EA’s Dungeon Keeper has garnered so much negative reception that the UK's Advertising Standards Authority recently disallowed EA from advertising Dungeon Keeper as a free game. While EA has supposedly learned from its mistakes with Dungeon Keeper and intrusive microtransactions in general, it’s doubtful the gamer community will soon forget this particular stunt the publisher tried to pull.    

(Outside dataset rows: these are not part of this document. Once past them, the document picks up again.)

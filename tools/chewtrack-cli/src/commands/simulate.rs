//! Generate a synthetic frame log.

use std::path::PathBuf;

use chewtrack_common::clock::SessionClock;
use chewtrack_common::config::AppConfig;
use chewtrack_session::synthetic::{generate, MAX_SYNTHETIC_FRAMES};
use chewtrack_session::{EyeMode, JsonlReplaySource, SyntheticConfig};
use chewtrack_signal_model::serialize_frames;
use clap::Args;

use super::analyze;
use crate::PipelineOverrides;

/// Shape of the generated signal.
#[derive(Args, Debug, Clone)]
pub struct SignalArgs {
    /// Length of the session (seconds)
    #[arg(long, default_value = "20.0")]
    duration_secs: f64,

    /// Provider cadence (Hz)
    #[arg(long, default_value = "30.0")]
    rate_hz: f64,

    /// Chewing frequency (Hz)
    #[arg(long, default_value = "1.2")]
    chew_hz: f64,

    /// Resting mouth distance
    #[arg(long, default_value = "5.0")]
    baseline: f64,

    /// Mouth opening amplitude
    #[arg(long, default_value = "4.0")]
    amplitude: f64,

    /// Uniform noise added to the mouth distance
    #[arg(long, default_value = "0.0")]
    noise: f64,

    /// Eye channel behaviour: flat|alternating|mirror
    #[arg(long, default_value = "flat")]
    eye: String,

    /// Cadence jitter (± milliseconds)
    #[arg(long, default_value = "0.0")]
    jitter_ms: f64,

    /// Drop the face every n-th frame (0 = never)
    #[arg(long, default_value = "0")]
    dropout_every: u64,

    /// Random seed
    #[arg(long, default_value = "42")]
    seed: u64,
}

impl SignalArgs {
    fn to_config(&self) -> anyhow::Result<SyntheticConfig> {
        let eye: EyeMode = self.eye.parse().map_err(|e: String| anyhow::anyhow!(e))?;
        if self.rate_hz <= 0.0 || !self.rate_hz.is_finite() {
            anyhow::bail!("--rate-hz must be positive, got {}", self.rate_hz);
        }
        let config = SyntheticConfig {
            rate_hz: self.rate_hz,
            duration_secs: self.duration_secs,
            chew_hz: self.chew_hz,
            baseline: self.baseline,
            amplitude: self.amplitude,
            noise: self.noise.abs(),
            eye,
            jitter_ms: self.jitter_ms.abs(),
            dropout_every: self.dropout_every,
            seed: self.seed,
        };
        if config.requested_frames() > MAX_SYNTHETIC_FRAMES {
            anyhow::bail!(
                "{} s at {} Hz is more than {MAX_SYNTHETIC_FRAMES} frames",
                self.duration_secs,
                self.rate_hz
            );
        }
        Ok(config)
    }
}

pub async fn run(
    output: PathBuf,
    signal: SignalArgs,
    analyze: bool,
    config: &AppConfig,
    overrides: &PipelineOverrides,
) -> anyhow::Result<()> {
    let synthetic = signal.to_config()?;
    let header = synthetic.header(SessionClock::start().epoch_wall());
    let frames = generate(synthetic);

    if let Some(parent) = output.parent().filter(|p| !p.as_os_str().is_empty()) {
        std::fs::create_dir_all(parent)?;
    }
    let mut content = format!("# {}\n", serde_json::to_string(&header)?);
    content.push_str(&serialize_frames(&frames)?);
    std::fs::write(&output, content)
        .map_err(|e| anyhow::anyhow!("Failed to write {}: {e}", output.display()))?;

    let duration_ns = frames.last().map(|f| f.time_ns).unwrap_or(0);
    println!(
        "Wrote {} frames ({}) to {}",
        frames.len(),
        SessionClock::format_elapsed(duration_ns),
        output.display()
    );
    println!("  {}", header.source);

    if analyze {
        println!();
        let mut source = JsonlReplaySource::from_frames(frames);
        let summary = analyze::analyze_source(
            &mut source,
            overrides.apply(config.pipeline.clone()),
            config.session.queue_capacity,
            None,
        )
        .await?;
        analyze::print_summary(&summary);
    }

    Ok(())
}

#[cfg(test)]
mod tests {
    use super::*;
    use clap::Parser;

    #[derive(Parser)]
    struct SignalCli {
        #[command(flatten)]
        signal: SignalArgs,
    }

    fn signal(args: &[&str]) -> SignalArgs {
        SignalCli::try_parse_from(std::iter::once("simulate").chain(args.iter().copied()))
            .unwrap()
            .signal
    }

    #[test]
    fn test_oversized_run_is_refused() {
        let err = signal(&["--duration-secs", "1e9", "--rate-hz", "1000"])
            .to_config()
            .unwrap_err();
        assert!(err.to_string().contains("frames"), "{err}");
    }

    #[test]
    fn test_default_signal_args() {
        let config = signal(&["--eye", "mirror"]).to_config().unwrap();
        assert_eq!(config.eye, EyeMode::Mirror);
        assert_eq!(config.frame_count(), 600);
    }
}
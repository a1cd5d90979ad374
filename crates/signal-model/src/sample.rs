//! Sample, peak, and correlation types produced by the pipeline.

use serde::{Deserialize, Serialize};

/// Monotonic timestamp in nanoseconds since session start.
pub type TimestampNs = u64;

/// One scalar measurement and its capture time.
#[derive(Debug, Clone, Copy, PartialEq, Serialize, Deserialize)]
pub struct Sample {
    pub value: f64,

    /// Monotonic nanoseconds since session start.
    #[serde(rename = "t")]
    pub time_ns: TimestampNs,
}

impl Sample {
    pub fn new(time_ns: TimestampNs, value: f64) -> Self {
        Self { value, time_ns }
    }

    /// Timestamp as fractional seconds since session start.
    pub fn time_secs(&self) -> f64 {
        self.time_ns as f64 / 1_000_000_000.0
    }

    /// Signed seconds from `earlier` to `self`.
    pub fn secs_since(&self, earlier: &Sample) -> f64 {
        (self.time_ns as i128 - earlier.time_ns as i128) as f64 / 1_000_000_000.0
    }
}

/// A detected local maximum annotated with the correlation found at its timestamp.
#[derive(Debug, Clone, PartialEq, Serialize, Deserialize)]
pub struct Peak {
    pub value: f64,

    #[serde(rename = "t")]
    pub time_ns: TimestampNs,

    /// Absolute correlation coefficient at this timestamp, if one was computed.
    pub correlation: Option<f64>,
}

impl Peak {
    pub fn new(sample: Sample, correlation: Option<f64>) -> Self {
        Self {
            value: sample.value,
            time_ns: sample.time_ns,
            correlation,
        }
    }

    /// Correlation formatted for display: two decimals, or empty when unmatched.
    pub fn correlation_text(&self) -> String {
        self.correlation
            .map(|c| format!("{c:.2}"))
            .unwrap_or_default()
    }

    pub fn sample(&self) -> Sample {
        Sample::new(self.time_ns, self.value)
    }
}

/// One sliding-window correlation coefficient.
#[derive(Debug, Clone, Copy, PartialEq, Serialize, Deserialize)]
pub struct CorrelationPoint {
    /// Absolute Pearson coefficient in `[0.0, 1.0]`.
    pub value: f64,

    /// Timestamp of the window's middle sample.
    #[serde(rename = "t")]
    pub time_ns: TimestampNs,
}

/// Detected peaks split by artifact classification.
///
/// Re-derived in full on every cycle; the two sets are disjoint and together
/// hold every peak found in the current filtered buffer.
#[derive(Debug, Clone, Default, PartialEq, Serialize, Deserialize)]
pub struct ClassifiedPeaks {
    /// Peaks accepted as chewing events.
    pub filtered: Vec<Peak>,

    /// Peaks rejected as eye-motion or head-movement artifacts.
    pub removed: Vec<Peak>,
}

impl ClassifiedPeaks {
    pub fn total(&self) -> usize {
        self.filtered.len() + self.removed.len()
    }

    pub fn is_empty(&self) -> bool {
        self.total() == 0
    }

    /// All peaks in time order.
    pub fn all(&self) -> Vec<Peak> {
        let mut peaks: Vec<Peak> = self
            .filtered
            .iter()
            .chain(self.removed.iter())
            .cloned()
            .collect();
        peaks.sort_by_key(|p| p.time_ns);
        peaks
    }
}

When one thinks of Crytek, they most likely think of the lauded Crysis trilogy or one of the many other games which utilize the company’s signature Crytek game engine. Among Crytek’s many pursuits is the recently-launched free-to-play online shooter with the unfortunate name of Warface and, sadly, the even more unfortunate circumstance of being labeled as a “Pay2Win” game. Like many other online free-to-play shooters, Warface comes with an in-game cash shop through which players can purchase various boosts, weapons, and pieces of equipment for their characters. Sadly, Warface’s cash shop embodies virtually everything that is wrong with the “Pay2Win” model.

When you purchase most items in Warface’s cash shop, you aren’t really purchasing them so much as renting them. This naturally makes sense for items such as XP boosts and bonuses to in-game currency earned (of which Warface actually has two of) but, in Warface’s case, it also applies to a large portion of the different guns and other items you can purchase as well. Most guns and equipment pieces, when purchased, only last for a set period of time (usually between 7-14 real-world days) forcing players to continuously purchase them over and over if they want to keep using them. While this isn’t such a huge deal in Warface’s cooperative modes, it can make all the difference in a competitive matchup where the better and more powerful gear goes to the players with the deepest wallets.

Considering how new it is and that it’s a free-to-play game, Warface offers a surprisingly hefty amount of content which includes four different playable soldier classes, six competitive modes, seven cooperative modes, and both a PC and Xbox 360 port. Unfortunately, the game’s robust veneer hides an extremely intrusive Pay2Win monetization model that forces co-op fans to either grind or pay for gear that is mostly temporary and all but cripples competitive-minded players who want to stay competitive without dipping into their wallets.    

The Mighty Quest for Epic Loot:

If EA’s and Crytek’s problems stemmed from intrusive real-world purchases, Ubisoft’s cheeky fantasy-themed online game The Mighty Quest for Epic Loot, suffers instead from a grind-centric gameplay formula that lacks depth or variety. While getting to construct and defend your own castle while raiding other players’ castles sounds fun on paper, sadly Ubisoft did a rather poor job of transferring such a fun-sounding concept into the reality of actually playing.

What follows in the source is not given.